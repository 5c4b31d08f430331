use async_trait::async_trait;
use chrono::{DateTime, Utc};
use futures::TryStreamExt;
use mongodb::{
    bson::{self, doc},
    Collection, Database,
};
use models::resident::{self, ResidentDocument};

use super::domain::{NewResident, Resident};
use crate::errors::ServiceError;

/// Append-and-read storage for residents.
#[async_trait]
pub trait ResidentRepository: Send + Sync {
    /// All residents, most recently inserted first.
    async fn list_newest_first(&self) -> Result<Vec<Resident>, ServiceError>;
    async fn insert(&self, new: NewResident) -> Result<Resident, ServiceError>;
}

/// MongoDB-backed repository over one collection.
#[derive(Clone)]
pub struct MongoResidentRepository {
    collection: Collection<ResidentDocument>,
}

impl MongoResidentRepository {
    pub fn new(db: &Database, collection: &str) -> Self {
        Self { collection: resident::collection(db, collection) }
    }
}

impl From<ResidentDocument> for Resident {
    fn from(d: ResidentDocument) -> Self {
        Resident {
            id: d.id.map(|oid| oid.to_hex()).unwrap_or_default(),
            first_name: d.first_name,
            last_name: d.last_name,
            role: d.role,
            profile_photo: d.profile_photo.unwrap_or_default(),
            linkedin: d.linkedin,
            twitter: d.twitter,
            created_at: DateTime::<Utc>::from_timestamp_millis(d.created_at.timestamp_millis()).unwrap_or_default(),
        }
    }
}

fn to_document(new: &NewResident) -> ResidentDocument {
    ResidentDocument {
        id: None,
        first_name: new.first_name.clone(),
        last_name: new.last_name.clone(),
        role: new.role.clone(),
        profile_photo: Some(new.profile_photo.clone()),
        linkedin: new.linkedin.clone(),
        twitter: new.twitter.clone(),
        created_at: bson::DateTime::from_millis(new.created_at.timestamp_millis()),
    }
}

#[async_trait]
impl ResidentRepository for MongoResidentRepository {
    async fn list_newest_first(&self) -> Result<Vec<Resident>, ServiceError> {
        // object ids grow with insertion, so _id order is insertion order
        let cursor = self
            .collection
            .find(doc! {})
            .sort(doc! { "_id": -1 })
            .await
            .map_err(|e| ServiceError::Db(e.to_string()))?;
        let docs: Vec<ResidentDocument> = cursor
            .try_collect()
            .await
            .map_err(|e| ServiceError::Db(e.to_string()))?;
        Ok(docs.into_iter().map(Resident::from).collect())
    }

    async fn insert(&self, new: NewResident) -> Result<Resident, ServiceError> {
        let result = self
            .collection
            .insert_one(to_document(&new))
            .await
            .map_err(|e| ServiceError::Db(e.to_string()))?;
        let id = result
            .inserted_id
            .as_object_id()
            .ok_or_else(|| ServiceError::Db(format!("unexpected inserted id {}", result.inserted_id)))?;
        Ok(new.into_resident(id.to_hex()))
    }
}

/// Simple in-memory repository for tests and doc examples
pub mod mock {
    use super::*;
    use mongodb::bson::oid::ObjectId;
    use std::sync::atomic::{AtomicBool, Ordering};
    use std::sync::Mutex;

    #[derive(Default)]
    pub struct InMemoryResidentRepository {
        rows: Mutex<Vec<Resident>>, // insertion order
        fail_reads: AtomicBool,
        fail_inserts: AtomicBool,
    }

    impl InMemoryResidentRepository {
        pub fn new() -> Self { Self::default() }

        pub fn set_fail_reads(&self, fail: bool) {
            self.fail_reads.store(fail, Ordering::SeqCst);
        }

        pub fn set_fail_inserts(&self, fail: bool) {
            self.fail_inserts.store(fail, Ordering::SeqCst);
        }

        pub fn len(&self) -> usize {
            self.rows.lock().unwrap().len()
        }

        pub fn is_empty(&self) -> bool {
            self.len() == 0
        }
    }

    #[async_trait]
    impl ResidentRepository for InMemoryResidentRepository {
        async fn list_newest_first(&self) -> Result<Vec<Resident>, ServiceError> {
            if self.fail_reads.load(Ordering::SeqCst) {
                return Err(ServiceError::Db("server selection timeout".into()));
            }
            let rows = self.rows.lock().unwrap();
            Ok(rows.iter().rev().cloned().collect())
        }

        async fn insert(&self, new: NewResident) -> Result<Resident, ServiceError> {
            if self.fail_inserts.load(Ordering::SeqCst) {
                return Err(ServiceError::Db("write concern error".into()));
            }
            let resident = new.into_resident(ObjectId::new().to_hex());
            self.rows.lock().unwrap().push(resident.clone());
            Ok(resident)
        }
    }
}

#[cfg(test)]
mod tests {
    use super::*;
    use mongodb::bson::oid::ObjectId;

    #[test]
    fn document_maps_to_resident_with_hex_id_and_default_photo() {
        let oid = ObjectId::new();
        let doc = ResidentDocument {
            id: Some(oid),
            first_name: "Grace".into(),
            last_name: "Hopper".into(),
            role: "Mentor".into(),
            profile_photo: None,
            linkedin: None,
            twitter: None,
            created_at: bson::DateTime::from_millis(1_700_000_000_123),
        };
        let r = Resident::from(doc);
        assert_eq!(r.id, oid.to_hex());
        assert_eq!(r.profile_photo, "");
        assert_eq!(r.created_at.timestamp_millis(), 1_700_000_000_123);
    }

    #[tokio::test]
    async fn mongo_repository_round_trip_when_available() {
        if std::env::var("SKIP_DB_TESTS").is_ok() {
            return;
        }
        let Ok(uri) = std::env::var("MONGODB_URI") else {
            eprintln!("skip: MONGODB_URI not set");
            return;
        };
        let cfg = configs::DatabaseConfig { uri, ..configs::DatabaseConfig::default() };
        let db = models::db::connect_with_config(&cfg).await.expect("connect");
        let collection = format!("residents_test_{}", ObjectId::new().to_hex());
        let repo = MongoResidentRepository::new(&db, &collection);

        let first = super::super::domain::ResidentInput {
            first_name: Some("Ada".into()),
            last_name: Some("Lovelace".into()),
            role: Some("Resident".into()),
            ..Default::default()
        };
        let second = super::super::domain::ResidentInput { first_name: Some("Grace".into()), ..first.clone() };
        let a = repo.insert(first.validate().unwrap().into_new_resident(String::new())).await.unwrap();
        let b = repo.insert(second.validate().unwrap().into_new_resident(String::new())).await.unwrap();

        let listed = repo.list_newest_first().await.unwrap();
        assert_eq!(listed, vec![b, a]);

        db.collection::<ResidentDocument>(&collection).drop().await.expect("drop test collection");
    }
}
════
In the entries above, find each line with "Grace" and copy it.

| Completed task |
            first_name: "Grace".into(),
        let second = super::super::domain::ResidentInput { first_name: Some("Grace".into()), ..first.clone() };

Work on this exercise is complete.